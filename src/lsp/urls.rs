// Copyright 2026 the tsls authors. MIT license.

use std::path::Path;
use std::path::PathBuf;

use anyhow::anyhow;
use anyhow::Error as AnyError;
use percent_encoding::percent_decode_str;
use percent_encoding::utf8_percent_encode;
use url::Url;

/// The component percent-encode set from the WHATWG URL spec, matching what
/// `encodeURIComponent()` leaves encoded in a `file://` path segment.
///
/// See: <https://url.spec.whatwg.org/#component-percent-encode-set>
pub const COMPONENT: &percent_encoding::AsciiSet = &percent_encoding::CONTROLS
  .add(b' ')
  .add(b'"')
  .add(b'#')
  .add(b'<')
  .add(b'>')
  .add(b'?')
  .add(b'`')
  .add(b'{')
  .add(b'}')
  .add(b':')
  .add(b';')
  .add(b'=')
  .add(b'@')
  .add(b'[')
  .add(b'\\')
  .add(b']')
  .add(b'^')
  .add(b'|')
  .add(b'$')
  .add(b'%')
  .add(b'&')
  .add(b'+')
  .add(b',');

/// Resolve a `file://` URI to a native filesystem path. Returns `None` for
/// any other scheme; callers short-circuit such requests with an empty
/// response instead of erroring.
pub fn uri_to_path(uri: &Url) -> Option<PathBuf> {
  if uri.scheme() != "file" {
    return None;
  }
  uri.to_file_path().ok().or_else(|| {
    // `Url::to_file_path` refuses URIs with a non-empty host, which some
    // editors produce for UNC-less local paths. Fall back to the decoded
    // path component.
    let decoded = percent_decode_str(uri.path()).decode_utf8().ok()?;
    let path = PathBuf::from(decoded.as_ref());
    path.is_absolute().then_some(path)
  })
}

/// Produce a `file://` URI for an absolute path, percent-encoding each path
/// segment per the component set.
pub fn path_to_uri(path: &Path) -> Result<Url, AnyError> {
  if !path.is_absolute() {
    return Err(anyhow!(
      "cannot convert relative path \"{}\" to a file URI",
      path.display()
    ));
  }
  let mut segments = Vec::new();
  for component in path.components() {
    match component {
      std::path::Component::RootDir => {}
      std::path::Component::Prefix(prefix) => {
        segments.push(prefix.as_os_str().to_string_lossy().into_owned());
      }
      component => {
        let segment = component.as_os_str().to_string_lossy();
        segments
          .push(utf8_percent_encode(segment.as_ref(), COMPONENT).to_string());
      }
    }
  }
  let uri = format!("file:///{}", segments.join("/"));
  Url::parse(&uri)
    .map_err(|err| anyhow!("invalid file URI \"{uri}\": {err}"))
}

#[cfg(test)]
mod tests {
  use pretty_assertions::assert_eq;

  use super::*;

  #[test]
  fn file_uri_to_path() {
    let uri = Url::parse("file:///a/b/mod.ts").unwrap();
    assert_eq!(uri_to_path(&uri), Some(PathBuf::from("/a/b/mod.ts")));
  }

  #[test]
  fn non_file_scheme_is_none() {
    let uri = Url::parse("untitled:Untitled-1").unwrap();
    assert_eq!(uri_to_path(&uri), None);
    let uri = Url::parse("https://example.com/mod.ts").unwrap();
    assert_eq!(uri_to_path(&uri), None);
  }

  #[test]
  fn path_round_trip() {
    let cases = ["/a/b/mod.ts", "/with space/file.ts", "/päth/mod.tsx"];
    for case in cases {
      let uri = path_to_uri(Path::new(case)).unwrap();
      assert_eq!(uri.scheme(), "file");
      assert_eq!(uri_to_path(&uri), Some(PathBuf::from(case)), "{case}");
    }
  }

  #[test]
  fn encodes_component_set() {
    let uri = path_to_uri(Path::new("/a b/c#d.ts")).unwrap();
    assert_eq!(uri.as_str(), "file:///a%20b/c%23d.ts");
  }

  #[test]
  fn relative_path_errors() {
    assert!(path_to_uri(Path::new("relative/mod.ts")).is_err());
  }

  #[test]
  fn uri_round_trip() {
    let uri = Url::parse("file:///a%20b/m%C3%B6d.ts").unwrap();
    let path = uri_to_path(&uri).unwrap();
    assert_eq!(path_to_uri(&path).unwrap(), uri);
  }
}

---

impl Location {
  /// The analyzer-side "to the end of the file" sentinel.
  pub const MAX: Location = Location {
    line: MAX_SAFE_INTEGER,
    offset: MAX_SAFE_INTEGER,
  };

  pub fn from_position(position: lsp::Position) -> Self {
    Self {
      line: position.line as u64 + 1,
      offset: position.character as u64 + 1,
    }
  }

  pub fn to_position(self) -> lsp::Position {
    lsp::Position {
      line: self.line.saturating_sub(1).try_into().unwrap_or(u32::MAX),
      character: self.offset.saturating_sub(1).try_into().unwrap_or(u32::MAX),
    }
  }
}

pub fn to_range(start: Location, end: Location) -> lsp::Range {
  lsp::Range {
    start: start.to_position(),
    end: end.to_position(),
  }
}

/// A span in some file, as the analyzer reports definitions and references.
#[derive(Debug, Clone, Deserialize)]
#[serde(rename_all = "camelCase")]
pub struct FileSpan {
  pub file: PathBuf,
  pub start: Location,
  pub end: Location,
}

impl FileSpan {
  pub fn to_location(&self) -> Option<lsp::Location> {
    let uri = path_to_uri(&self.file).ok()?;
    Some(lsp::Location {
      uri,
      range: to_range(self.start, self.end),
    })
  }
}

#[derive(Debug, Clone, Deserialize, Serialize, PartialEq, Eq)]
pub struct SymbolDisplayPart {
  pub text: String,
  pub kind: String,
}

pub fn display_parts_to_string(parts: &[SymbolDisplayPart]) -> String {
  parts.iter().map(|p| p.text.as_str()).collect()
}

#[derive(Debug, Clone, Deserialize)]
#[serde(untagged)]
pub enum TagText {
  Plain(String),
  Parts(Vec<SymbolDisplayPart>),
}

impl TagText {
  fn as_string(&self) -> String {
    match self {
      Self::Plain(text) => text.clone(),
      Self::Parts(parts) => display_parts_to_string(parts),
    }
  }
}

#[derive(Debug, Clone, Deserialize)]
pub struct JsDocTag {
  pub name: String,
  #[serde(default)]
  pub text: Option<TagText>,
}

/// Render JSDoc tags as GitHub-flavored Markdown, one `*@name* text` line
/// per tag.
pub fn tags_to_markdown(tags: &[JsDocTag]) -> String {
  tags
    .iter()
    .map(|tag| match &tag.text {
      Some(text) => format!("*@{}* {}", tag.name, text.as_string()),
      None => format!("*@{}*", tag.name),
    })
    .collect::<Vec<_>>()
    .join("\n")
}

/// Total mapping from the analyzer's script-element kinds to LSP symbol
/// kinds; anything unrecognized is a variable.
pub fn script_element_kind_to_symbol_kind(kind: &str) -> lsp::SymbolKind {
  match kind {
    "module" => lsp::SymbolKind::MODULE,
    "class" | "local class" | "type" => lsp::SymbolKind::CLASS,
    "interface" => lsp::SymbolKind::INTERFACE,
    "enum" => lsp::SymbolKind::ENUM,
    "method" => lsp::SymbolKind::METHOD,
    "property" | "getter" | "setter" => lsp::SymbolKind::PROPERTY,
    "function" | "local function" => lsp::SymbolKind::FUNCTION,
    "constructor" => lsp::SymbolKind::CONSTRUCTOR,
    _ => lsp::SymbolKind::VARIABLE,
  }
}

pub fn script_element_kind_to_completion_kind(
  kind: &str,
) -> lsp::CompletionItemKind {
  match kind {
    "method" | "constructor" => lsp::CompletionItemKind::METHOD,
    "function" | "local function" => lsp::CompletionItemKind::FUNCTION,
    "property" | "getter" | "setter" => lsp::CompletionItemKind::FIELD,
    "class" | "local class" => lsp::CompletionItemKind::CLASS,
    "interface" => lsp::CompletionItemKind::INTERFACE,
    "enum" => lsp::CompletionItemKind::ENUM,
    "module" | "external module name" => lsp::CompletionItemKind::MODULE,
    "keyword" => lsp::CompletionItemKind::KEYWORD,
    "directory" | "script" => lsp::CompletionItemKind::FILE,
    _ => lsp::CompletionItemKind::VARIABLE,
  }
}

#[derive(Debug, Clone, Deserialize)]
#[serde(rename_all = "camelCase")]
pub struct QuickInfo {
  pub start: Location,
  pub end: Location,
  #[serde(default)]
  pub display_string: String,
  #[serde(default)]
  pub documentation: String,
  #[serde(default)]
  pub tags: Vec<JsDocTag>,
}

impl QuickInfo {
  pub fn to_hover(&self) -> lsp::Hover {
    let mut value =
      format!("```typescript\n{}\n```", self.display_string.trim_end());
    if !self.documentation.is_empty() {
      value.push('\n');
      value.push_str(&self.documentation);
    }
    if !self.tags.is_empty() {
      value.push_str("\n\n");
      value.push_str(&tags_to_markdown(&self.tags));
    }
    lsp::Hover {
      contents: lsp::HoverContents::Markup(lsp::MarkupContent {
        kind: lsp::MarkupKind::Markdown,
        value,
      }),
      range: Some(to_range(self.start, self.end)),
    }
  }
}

--

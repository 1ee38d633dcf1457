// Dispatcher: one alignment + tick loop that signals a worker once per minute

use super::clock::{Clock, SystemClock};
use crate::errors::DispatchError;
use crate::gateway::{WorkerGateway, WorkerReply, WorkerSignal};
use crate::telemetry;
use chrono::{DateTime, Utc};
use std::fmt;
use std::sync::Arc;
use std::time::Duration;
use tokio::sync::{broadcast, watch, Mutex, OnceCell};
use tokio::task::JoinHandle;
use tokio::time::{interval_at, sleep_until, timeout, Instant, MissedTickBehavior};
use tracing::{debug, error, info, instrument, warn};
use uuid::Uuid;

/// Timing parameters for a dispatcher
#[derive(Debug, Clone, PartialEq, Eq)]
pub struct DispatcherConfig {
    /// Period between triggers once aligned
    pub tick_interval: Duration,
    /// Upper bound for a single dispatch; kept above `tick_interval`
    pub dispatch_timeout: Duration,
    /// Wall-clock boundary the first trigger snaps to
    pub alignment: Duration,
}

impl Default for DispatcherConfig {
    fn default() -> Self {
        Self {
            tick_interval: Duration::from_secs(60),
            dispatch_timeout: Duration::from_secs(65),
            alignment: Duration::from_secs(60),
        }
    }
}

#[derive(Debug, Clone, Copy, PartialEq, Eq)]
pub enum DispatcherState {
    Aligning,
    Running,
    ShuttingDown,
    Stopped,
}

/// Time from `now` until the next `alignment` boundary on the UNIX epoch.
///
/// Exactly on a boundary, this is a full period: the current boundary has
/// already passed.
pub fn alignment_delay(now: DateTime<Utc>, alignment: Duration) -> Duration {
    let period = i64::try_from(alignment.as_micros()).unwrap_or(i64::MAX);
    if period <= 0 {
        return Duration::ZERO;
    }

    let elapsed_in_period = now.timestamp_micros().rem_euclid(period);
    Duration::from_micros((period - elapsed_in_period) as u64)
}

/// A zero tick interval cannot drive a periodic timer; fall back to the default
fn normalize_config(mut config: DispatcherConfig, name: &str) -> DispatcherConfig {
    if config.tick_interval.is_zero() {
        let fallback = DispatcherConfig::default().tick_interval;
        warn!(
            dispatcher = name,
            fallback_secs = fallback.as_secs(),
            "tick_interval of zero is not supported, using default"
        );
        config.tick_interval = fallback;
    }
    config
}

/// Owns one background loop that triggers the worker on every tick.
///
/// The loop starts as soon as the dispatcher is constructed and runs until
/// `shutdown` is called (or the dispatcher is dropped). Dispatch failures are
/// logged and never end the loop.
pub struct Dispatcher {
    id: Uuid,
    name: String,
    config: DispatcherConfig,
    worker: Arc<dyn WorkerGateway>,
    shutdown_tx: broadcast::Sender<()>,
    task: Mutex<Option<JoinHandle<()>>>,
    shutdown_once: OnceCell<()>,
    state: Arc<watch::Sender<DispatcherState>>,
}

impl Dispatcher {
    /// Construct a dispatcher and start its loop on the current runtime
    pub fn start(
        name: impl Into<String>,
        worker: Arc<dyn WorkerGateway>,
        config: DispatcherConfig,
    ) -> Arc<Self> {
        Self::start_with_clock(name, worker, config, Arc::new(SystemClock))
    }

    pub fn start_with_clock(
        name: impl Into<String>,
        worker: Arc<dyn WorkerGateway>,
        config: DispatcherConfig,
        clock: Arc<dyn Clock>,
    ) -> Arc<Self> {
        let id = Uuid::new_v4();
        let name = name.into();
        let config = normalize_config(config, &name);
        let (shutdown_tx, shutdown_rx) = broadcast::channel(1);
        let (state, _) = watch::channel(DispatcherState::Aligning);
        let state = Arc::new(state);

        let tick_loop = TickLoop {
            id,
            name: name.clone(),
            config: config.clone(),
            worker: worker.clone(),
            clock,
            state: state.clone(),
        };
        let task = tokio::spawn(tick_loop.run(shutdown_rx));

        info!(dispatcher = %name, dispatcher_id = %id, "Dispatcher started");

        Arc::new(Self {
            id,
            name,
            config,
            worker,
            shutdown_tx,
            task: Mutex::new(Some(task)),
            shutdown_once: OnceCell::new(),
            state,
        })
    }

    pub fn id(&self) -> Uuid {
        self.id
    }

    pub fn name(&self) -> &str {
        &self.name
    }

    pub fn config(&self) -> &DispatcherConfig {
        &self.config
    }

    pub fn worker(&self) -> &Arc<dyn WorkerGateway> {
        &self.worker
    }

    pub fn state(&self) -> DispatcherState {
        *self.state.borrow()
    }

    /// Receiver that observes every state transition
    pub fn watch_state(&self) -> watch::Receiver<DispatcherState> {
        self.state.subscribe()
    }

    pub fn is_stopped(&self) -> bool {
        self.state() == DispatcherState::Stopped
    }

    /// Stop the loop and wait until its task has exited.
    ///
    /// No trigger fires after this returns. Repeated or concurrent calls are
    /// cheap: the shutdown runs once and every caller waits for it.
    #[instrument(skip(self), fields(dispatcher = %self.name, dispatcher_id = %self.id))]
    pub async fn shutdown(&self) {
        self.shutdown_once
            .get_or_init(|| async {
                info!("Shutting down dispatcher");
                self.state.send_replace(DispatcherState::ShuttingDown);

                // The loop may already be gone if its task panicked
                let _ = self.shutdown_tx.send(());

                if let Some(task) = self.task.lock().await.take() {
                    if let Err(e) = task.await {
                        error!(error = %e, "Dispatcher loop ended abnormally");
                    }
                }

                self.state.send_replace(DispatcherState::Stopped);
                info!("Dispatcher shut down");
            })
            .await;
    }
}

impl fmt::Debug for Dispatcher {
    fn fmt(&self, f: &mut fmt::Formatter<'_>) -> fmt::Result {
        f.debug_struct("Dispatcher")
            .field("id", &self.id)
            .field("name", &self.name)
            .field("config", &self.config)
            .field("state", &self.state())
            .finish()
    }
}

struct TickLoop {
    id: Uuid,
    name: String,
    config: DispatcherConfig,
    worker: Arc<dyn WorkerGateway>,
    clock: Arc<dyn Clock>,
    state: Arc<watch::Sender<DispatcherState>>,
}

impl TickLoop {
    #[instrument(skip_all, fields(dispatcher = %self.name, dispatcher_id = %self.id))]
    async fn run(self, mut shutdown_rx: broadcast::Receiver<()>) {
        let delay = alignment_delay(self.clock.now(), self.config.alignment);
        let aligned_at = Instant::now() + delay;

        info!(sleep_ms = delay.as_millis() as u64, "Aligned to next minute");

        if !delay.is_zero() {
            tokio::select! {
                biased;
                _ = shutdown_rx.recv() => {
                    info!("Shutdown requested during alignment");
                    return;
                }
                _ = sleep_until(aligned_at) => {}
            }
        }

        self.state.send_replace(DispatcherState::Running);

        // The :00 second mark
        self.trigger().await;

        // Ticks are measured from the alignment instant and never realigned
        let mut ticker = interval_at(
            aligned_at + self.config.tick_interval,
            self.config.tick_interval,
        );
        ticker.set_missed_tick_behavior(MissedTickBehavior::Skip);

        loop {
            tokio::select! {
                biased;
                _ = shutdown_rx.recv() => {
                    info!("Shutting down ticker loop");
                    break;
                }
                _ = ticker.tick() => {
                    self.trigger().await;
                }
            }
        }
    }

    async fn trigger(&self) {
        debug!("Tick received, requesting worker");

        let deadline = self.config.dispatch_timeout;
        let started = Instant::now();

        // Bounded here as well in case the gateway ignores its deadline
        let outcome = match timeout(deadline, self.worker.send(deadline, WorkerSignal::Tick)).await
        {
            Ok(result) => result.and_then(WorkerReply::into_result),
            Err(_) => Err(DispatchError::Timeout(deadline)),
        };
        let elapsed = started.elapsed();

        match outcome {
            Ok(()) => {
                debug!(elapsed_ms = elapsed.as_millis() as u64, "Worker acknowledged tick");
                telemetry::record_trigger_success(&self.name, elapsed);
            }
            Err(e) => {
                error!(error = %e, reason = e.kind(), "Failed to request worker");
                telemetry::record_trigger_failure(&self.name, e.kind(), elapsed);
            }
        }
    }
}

- **Exercise directions**
Whenever a line of the material above contains the string "MissedTickBehavior", copy that line out.

- **Output of the task**
use tokio::time::{interval_at, sleep_until, timeout, Instant, MissedTickBehavior};
        ticker.set_missed_tick_behavior(MissedTickBehavior::Skip);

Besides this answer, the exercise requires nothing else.